Jair and Ran arrived some distance away from any of Astralla City’s gates, but circumnavigating the city to an open gate took only minutes.
No one gave them a second glance as they entered the city and walked through the outer markets toward the city center. Most commerce took place around transit terminals, but some were willing to travel further to expand their clientele, leading to these little shopping streets showing up, especially around gates. Anyone whose job required them to leave or enter on foot instead of by transit would be more likely to purchase from here than go all the way to the stifling inner city markets.

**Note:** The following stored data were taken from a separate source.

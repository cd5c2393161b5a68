use crate::baseline::Baseline;
use crate::config::{FamilyTable, VariantRole};
use crate::record::Record;

/// Compressed size and baseline-relative ratio for one algorithm
#[derive(Debug, Clone, PartialEq)]
pub struct AlgorithmCell {
    pub algorithm: String,
    pub compressed_bytes: u64,
    pub ratio: f64,
    pub bytes_per_point: Option<f64>,
}

/// One format variant of a dataset at a fixed batch size
#[derive(Debug, Clone, PartialEq)]
pub struct SummaryRow {
    pub variant: String,
    pub is_reference: bool,
    pub uncompressed_bytes: u64,
    /// Reference bytes over this variant's bytes; 1.0 for the reference
    pub uncompressed_ratio: f64,
    pub uncompressed_bytes_per_point: Option<f64>,
    pub algorithms: Vec<AlgorithmCell>,
}

impl SummaryRow {
    pub fn algorithm(&self, name: &str) -> Option<&AlgorithmCell> {
        self.algorithms.iter().find(|c| c.algorithm == name)
    }
}

/// Build summary rows for every variant of `dataset` measured at `batch_size`.
///
/// Reference variants come first, then the rest in input order. When the
/// dataset has no reference record at this batch size, each row is measured
/// against its own uncompressed bytes.
pub fn summarize(
    records: &[Record],
    families: &FamilyTable,
    dataset: &str,
    batch_size: u64,
) -> Vec<SummaryRow> {
    let mut rows: Vec<SummaryRow> = records
        .iter()
        .filter(|r| r.dataset == dataset && r.batch_size == batch_size)
        .map(|record| {
            let role = families.role(&record.variant);
            let reference = role
                .family()
                .and_then(|family| Baseline::resolve(records, dataset, family).get(batch_size))
                .unwrap_or(record.uncompressed_bytes);
            build_row(record, role, reference)
        })
        .collect();

    // Stable, so non-reference rows keep input order
    rows.sort_by_key(|row| !row.is_reference);
    rows
}

fn build_row(record: &Record, role: VariantRole<'_>, reference: u64) -> SummaryRow {
    let per_point = |bytes: u64| {
        record
            .total_data_points
            .filter(|&points| points > 0)
            .map(|points| bytes as f64 / points as f64)
    };
    let ratio = |bytes: u64| {
        if bytes > 0 {
            reference as f64 / bytes as f64
        } else {
            0.0
        }
    };

    SummaryRow {
        variant: record.variant.clone(),
        is_reference: matches!(role, VariantRole::Reference(_)),
        uncompressed_bytes: record.uncompressed_bytes,
        uncompressed_ratio: ratio(record.uncompressed_bytes),
        uncompressed_bytes_per_point: per_point(record.uncompressed_bytes),
        algorithms: record
            .algorithm_results
            .iter()
            .map(|(name, result)| AlgorithmCell {
                algorithm: name.clone(),
                compressed_bytes: result.compressed_bytes,
                ratio: ratio(result.compressed_bytes),
                bytes_per_point: per_point(result.compressed_bytes),
            })
            .collect(),
    }
}

/// Human-readable decimal byte count
pub fn format_bytes(bytes: u64) -> String {
    if bytes >= 1_000_000_000 {
        format!("{:.2} GB", bytes as f64 / 1_000_000_000.0)
    } else if bytes >= 1_000_000 {
        format!("{:.2} MB", bytes as f64 / 1_000_000.0)
    } else if bytes >= 1_000 {
        format!("{:.2} KB", bytes as f64 / 1_000.0)
    } else {
        format!("{} B", bytes)
    }
}

fn format_per_point(value: Option<f64>) -> String {
    value
        .map(|v| format!("{:.1}", v))
        .unwrap_or_else(|| "-".to_string())
}

/// Print a summary table to the console
pub fn print_summary(dataset: &str, batch_size: u64, rows: &[SummaryRow], algorithms: &[&str]) {
    println!("\n{} (batch size = {})", dataset, batch_size);
    println!("{:=<100}", "");

    print!("{:<20} {:>12} {:>8} {:>10}", "Format", "Uncomp", "Ratio", "B/pt");
    for algorithm in algorithms {
        print!("   {:>12} {:>8} {:>10}", algorithm, "Ratio", "B/pt");
    }
    println!();
    println!("{:-<100}", "");

    for row in rows {
        print!(
            "{:<20} {:>12} {:>7.2}x {:>10}",
            row.variant,
            format_bytes(row.uncompressed_bytes),
            row.uncompressed_ratio,
            format_per_point(row.uncompressed_bytes_per_point),
        );
        for algorithm in algorithms {
            match row.algorithm(algorithm) {
                Some(cell) => print!(
                    "   {:>12} {:>7.2}x {:>10}",
                    format_bytes(cell.compressed_bytes),
                    cell.ratio,
                    format_per_point(cell.bytes_per_point),
                ),
                None => print!("   {:>12} {:>8} {:>10}", "-", "-", "-"),
            }
        }
        println!();
    }
}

"I suppose you know the best bookstores in the city? I have a few in mind myself but we are looking for some fairly specific technical documents."
"Of course. I'm not confident they'll have anything like what you're looking for on hand, but they can surely get them in on terluna if not before." Ran glanced sideways at Jair. "You'll still be around by terluna?"
"Yes. I have plenty of things I want to trade for, and I have no doubt that we'll need to do this several times to find the right ingredients. Even the simple dragon blood purging requires specialized tinctures, I doubt the unsolved ones will be any less complex."
Ran looked around the street, eyes wide, as though he thought someone might overhear, then lowered his voice. "I thought you wanted to keep your... thing a secret?"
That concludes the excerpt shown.